PROBLEM TO WORK ON:
Filter the entries below, keeping every line that has the word "what".

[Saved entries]
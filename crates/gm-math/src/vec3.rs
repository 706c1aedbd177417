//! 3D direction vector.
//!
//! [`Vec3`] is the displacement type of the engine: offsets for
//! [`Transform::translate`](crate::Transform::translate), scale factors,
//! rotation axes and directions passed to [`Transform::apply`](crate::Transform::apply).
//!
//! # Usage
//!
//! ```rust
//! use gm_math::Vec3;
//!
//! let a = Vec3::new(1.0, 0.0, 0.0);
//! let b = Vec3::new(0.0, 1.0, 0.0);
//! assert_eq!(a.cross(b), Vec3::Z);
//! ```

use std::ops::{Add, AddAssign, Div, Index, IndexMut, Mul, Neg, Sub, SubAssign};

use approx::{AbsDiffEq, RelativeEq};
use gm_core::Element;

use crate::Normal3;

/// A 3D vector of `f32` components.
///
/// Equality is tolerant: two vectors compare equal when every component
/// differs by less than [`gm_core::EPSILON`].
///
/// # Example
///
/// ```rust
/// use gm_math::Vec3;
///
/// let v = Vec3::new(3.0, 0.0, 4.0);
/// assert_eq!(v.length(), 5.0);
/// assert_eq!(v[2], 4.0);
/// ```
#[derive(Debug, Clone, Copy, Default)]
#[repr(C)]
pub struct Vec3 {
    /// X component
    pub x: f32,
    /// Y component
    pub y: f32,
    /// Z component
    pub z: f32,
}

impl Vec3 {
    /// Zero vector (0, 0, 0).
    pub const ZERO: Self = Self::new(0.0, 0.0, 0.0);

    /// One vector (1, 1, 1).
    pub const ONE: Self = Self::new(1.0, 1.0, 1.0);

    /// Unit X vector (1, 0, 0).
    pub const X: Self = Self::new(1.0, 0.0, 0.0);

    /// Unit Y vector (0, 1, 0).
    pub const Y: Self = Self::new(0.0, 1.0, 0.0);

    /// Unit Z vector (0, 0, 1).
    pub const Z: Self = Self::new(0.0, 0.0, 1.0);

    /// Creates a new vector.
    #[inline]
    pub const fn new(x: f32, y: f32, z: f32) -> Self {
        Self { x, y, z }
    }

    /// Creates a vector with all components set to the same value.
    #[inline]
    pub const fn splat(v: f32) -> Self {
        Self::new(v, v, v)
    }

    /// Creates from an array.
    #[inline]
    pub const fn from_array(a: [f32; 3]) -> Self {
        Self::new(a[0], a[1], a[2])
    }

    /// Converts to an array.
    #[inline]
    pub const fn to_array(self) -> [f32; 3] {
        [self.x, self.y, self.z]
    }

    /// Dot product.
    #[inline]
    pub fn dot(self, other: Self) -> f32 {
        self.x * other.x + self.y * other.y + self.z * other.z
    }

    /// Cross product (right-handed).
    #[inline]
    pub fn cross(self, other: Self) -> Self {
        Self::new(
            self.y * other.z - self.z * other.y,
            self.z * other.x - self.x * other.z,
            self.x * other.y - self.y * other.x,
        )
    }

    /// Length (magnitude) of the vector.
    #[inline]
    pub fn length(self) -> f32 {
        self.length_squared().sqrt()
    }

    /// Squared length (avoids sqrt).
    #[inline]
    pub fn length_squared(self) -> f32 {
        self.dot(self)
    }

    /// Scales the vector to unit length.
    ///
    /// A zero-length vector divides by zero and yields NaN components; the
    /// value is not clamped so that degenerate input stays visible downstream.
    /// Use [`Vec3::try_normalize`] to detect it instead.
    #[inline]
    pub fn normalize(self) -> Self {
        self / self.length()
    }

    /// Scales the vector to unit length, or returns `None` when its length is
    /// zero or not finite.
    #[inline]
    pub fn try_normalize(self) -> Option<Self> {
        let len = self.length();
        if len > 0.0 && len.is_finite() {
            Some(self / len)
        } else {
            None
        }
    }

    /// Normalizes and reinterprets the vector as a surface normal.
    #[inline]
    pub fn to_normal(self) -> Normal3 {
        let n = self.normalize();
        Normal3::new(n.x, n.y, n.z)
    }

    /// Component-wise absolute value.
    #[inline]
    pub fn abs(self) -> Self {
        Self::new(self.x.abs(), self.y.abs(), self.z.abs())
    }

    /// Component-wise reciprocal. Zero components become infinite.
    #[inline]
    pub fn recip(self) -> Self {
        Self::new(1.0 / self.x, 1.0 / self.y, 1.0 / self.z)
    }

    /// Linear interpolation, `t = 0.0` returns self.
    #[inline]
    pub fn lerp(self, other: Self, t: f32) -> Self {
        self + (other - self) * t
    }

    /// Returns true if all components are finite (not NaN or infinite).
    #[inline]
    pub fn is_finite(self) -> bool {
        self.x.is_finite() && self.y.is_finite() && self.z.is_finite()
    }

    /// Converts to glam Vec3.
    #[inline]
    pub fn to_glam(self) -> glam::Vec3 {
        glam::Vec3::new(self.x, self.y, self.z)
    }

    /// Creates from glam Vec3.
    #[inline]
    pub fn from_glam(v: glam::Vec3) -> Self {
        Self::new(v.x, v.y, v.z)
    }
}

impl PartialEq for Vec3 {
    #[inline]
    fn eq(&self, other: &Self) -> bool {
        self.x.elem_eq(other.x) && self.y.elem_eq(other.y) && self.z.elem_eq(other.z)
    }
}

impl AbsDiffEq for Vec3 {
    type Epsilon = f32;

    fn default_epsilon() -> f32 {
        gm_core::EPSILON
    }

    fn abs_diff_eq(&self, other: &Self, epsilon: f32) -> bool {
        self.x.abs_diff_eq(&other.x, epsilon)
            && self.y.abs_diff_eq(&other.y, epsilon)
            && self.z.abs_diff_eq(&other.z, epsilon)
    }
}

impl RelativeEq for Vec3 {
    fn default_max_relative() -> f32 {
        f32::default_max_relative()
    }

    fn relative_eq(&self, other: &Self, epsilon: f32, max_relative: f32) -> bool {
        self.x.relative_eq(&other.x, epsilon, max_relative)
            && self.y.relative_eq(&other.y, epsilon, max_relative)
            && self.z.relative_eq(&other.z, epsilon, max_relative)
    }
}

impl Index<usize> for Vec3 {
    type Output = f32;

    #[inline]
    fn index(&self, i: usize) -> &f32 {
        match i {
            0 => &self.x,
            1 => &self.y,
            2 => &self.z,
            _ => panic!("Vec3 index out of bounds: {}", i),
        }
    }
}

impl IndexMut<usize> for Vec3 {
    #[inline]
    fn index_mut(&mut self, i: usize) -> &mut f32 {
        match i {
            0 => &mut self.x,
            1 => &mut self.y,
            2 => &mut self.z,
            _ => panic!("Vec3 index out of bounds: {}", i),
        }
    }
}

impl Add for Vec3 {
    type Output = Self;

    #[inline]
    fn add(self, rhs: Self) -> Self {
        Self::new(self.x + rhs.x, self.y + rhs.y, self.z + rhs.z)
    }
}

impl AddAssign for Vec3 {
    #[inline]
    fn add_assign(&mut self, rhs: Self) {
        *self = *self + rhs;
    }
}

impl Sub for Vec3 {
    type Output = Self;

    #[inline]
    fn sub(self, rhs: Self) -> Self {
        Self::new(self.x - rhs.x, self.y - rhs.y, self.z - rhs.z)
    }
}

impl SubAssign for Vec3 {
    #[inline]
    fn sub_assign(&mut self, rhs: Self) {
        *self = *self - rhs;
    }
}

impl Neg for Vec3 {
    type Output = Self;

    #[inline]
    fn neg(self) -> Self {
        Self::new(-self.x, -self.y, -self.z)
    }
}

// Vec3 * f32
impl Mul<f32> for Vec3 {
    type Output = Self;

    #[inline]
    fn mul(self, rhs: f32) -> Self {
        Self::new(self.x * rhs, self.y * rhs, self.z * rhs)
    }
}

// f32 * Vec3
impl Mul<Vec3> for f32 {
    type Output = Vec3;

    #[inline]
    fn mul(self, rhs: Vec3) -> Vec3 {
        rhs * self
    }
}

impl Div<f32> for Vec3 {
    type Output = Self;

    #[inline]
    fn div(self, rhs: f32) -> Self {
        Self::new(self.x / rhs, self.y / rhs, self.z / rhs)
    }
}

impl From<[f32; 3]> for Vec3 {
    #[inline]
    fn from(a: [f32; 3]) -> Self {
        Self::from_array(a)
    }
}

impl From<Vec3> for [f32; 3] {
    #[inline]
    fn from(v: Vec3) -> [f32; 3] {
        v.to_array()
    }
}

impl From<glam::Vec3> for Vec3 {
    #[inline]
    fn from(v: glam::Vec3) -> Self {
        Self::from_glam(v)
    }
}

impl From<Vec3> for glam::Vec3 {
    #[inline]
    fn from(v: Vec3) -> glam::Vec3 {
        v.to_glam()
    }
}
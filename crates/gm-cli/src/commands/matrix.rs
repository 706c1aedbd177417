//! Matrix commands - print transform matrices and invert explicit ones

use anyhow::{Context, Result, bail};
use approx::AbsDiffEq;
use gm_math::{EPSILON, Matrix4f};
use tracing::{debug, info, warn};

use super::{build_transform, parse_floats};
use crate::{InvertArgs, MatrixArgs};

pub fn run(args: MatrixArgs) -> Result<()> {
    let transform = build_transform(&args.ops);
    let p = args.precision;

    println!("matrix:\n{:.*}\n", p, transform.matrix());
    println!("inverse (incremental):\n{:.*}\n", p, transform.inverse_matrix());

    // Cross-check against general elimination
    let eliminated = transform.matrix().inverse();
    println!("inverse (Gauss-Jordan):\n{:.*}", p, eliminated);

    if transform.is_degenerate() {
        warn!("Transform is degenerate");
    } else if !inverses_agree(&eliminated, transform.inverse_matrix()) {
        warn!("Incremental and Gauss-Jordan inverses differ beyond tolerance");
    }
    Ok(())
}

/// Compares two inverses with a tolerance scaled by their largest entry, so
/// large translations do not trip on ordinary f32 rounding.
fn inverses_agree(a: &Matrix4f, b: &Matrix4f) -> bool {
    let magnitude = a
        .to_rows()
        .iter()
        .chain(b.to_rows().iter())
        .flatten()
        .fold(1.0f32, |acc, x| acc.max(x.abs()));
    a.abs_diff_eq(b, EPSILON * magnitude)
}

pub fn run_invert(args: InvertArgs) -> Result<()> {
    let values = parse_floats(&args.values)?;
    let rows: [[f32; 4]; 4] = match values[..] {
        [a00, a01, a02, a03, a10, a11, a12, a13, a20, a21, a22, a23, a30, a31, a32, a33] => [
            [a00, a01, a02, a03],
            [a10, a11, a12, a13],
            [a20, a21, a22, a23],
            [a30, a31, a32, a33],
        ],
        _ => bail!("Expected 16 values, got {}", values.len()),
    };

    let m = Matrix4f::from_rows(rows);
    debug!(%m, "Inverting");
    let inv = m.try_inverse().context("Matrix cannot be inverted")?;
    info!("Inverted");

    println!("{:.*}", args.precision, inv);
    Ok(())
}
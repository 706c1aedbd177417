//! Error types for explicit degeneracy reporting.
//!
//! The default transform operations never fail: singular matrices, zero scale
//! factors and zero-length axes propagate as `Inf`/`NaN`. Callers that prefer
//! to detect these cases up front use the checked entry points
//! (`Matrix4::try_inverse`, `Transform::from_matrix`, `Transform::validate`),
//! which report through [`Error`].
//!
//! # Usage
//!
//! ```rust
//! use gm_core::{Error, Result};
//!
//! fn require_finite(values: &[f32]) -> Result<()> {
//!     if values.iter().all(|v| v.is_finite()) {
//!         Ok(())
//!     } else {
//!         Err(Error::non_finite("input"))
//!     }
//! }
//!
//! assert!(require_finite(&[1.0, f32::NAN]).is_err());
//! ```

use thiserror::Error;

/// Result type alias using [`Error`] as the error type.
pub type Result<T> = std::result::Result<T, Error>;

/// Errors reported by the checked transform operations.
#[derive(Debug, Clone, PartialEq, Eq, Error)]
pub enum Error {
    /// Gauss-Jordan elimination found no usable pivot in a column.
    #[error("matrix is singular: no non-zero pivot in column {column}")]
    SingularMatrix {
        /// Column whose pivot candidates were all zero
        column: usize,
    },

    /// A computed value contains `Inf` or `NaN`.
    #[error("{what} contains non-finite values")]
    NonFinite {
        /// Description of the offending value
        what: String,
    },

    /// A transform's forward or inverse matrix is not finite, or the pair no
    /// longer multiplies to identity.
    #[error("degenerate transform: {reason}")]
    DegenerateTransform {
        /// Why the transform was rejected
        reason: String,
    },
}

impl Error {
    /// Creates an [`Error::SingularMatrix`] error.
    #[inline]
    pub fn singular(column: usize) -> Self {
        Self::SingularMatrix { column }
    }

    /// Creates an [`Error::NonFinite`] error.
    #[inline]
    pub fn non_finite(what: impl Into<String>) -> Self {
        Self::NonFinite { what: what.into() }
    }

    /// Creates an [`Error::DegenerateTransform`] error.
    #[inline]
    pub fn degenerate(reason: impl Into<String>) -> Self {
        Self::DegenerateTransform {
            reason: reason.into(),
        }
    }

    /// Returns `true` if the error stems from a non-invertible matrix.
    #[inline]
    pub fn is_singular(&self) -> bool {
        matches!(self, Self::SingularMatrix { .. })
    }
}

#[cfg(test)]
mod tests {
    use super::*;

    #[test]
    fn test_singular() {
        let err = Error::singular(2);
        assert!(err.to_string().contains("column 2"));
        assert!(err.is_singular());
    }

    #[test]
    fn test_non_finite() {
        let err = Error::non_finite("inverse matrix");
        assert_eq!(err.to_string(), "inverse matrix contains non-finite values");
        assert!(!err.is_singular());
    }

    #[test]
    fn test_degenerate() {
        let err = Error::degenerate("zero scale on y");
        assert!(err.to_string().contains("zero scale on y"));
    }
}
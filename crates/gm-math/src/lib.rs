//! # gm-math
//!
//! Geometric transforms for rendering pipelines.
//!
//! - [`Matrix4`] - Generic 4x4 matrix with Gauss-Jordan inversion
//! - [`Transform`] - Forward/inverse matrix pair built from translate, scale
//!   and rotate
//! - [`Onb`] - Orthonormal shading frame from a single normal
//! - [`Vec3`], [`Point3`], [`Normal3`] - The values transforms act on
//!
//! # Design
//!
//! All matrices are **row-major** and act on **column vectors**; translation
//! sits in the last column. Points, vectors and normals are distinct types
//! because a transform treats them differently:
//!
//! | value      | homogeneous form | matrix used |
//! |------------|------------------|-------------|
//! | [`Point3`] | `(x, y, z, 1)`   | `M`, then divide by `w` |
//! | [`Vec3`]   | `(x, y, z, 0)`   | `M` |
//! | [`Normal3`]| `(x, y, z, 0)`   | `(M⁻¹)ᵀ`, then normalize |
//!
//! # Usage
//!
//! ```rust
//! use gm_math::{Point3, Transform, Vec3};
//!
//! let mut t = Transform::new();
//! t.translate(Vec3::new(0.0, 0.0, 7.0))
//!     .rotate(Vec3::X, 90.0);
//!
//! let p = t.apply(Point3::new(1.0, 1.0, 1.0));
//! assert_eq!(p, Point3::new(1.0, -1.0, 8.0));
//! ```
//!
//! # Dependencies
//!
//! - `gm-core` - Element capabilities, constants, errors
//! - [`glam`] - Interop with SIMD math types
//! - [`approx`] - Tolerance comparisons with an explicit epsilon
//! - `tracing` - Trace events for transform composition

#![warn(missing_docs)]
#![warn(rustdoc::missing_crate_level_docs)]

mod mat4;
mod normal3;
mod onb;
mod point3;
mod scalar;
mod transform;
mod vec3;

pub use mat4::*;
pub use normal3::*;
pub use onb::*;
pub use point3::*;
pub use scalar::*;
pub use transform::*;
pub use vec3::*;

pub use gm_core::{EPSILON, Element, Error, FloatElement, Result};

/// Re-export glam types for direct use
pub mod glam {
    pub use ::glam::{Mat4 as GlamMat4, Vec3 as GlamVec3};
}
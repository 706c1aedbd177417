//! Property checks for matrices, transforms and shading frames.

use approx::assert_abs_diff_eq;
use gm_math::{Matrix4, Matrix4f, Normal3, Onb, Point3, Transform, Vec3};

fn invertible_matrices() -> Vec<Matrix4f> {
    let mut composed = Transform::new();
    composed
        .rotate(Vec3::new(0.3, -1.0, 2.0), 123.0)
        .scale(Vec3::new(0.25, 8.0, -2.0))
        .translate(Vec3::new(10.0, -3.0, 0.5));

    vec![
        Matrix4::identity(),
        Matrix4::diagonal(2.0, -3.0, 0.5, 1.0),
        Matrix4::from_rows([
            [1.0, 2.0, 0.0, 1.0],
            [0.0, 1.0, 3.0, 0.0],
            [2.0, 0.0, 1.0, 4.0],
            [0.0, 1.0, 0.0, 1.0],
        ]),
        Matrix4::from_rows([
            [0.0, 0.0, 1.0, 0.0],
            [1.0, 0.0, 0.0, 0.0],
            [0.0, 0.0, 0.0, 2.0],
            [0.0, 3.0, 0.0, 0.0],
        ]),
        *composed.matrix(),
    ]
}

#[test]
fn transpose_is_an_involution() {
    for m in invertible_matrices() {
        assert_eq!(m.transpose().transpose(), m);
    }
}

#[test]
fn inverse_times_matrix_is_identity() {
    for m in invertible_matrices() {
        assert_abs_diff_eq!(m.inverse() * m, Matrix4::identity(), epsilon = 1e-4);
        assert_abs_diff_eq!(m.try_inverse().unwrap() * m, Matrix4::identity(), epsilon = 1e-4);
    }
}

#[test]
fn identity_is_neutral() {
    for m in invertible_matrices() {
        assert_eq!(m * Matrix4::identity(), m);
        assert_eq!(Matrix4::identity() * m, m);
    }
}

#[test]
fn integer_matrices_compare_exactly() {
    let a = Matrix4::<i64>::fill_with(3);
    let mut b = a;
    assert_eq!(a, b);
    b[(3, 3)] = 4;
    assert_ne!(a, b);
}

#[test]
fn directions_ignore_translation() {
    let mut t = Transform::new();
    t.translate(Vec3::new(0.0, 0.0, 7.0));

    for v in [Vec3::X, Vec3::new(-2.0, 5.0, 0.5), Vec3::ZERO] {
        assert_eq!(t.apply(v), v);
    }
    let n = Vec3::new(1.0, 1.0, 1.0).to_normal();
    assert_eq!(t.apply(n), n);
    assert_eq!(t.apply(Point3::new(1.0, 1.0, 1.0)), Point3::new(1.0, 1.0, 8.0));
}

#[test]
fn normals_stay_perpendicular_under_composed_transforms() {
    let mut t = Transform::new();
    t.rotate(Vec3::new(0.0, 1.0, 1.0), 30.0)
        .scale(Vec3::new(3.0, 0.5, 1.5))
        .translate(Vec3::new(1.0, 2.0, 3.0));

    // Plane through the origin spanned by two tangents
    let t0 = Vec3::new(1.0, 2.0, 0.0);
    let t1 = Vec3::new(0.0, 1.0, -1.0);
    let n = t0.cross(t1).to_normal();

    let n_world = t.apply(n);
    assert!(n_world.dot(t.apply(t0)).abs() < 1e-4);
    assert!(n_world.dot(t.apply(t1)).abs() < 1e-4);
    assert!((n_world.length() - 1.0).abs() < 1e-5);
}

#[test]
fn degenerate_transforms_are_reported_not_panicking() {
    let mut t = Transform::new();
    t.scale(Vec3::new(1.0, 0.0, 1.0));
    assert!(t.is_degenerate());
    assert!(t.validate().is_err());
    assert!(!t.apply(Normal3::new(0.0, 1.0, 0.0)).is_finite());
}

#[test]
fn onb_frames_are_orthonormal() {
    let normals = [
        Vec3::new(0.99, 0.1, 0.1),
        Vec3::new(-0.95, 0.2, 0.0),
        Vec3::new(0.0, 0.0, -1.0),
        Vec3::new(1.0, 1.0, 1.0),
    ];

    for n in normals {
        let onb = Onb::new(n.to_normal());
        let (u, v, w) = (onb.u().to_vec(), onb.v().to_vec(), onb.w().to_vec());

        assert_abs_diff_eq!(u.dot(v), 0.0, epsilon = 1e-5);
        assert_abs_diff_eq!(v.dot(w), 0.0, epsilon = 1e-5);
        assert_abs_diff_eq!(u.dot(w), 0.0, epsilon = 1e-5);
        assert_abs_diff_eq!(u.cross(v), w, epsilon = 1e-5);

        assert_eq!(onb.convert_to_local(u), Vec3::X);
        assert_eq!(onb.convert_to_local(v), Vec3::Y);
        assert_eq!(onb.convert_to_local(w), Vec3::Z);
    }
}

TASK SOLUTION:
    #[error("{what} contains non-finite values")]
        what: String,
    pub fn non_finite(what: impl Into<String>) -> Self {
        Self::NonFinite { what: what.into() }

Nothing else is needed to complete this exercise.